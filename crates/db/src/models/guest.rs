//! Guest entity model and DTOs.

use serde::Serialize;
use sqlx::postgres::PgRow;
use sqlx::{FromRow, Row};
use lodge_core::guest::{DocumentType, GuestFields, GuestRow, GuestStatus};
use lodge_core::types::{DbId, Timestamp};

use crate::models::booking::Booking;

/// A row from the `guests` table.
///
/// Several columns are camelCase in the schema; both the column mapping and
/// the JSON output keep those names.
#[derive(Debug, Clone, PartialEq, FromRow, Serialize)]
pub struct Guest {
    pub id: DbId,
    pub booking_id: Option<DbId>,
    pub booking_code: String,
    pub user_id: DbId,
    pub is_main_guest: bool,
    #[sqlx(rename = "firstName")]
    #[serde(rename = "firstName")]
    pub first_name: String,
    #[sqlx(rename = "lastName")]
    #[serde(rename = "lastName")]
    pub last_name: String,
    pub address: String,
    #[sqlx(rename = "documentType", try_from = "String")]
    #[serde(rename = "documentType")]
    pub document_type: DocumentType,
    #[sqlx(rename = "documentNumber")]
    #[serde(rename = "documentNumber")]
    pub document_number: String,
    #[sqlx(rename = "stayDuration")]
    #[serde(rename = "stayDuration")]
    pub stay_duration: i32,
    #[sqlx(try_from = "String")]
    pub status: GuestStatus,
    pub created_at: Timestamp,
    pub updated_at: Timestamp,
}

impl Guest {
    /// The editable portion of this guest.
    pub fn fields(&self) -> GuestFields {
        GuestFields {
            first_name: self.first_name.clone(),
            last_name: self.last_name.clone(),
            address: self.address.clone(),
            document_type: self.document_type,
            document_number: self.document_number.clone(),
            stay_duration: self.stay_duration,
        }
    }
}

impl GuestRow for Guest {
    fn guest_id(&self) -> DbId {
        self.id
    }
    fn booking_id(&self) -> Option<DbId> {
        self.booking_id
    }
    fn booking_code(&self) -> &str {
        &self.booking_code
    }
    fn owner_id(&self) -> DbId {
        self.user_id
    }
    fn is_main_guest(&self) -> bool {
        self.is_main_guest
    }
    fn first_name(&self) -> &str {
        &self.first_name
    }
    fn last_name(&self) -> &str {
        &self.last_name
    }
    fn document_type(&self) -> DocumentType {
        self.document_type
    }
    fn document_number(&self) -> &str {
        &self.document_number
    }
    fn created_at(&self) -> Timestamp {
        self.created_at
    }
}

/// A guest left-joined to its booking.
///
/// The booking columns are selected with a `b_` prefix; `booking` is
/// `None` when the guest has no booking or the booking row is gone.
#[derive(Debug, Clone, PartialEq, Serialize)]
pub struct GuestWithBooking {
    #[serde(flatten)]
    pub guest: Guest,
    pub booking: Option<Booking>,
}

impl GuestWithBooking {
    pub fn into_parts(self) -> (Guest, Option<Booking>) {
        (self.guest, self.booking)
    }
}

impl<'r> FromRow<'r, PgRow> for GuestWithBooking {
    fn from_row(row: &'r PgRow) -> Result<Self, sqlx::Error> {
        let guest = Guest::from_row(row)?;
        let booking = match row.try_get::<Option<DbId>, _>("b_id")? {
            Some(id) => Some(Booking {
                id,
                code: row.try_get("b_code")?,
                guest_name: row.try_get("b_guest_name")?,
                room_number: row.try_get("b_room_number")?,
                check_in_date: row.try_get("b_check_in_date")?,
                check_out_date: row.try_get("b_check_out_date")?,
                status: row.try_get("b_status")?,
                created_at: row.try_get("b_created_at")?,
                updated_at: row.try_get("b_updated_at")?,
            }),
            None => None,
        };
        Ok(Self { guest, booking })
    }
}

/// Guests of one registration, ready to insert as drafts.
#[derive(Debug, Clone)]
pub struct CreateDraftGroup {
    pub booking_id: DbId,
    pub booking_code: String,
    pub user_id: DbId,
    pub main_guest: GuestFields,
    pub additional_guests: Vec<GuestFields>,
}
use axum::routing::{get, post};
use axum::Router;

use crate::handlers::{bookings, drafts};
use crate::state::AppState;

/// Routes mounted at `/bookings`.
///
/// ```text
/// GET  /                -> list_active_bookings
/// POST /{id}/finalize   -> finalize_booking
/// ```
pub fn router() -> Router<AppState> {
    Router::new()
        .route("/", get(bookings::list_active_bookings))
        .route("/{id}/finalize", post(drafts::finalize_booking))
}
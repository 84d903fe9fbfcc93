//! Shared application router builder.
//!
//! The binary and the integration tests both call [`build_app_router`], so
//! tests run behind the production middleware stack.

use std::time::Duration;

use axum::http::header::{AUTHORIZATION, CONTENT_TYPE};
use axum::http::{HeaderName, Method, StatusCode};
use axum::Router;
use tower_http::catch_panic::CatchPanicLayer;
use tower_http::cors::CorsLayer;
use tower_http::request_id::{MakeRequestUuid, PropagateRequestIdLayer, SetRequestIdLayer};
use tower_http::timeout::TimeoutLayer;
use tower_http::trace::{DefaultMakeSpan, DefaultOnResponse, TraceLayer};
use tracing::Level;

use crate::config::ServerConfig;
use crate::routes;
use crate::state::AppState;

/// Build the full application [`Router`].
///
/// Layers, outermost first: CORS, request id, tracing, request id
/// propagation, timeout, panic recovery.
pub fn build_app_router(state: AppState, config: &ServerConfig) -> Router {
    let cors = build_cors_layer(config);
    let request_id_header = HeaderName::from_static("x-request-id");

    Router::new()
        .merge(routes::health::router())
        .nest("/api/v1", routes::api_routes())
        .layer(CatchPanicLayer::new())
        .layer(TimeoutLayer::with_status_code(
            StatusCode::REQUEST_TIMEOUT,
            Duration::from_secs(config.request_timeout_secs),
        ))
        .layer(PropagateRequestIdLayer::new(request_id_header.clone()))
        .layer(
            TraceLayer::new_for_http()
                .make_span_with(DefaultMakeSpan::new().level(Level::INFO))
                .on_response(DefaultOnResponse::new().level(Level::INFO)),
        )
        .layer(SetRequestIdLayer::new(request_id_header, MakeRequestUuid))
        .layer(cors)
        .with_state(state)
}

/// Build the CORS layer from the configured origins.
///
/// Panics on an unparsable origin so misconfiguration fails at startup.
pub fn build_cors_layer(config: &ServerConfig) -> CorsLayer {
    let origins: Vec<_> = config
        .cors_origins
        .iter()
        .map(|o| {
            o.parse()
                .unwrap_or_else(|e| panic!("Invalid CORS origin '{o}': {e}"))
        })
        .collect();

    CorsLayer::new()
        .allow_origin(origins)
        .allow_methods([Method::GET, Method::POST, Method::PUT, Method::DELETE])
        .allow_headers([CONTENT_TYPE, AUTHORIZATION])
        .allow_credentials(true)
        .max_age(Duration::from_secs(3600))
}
________________________________________
Problem requirements ::
Please determine how many lines of the listing above include the word "Method" and state only that number.

Output for this exercise ::
2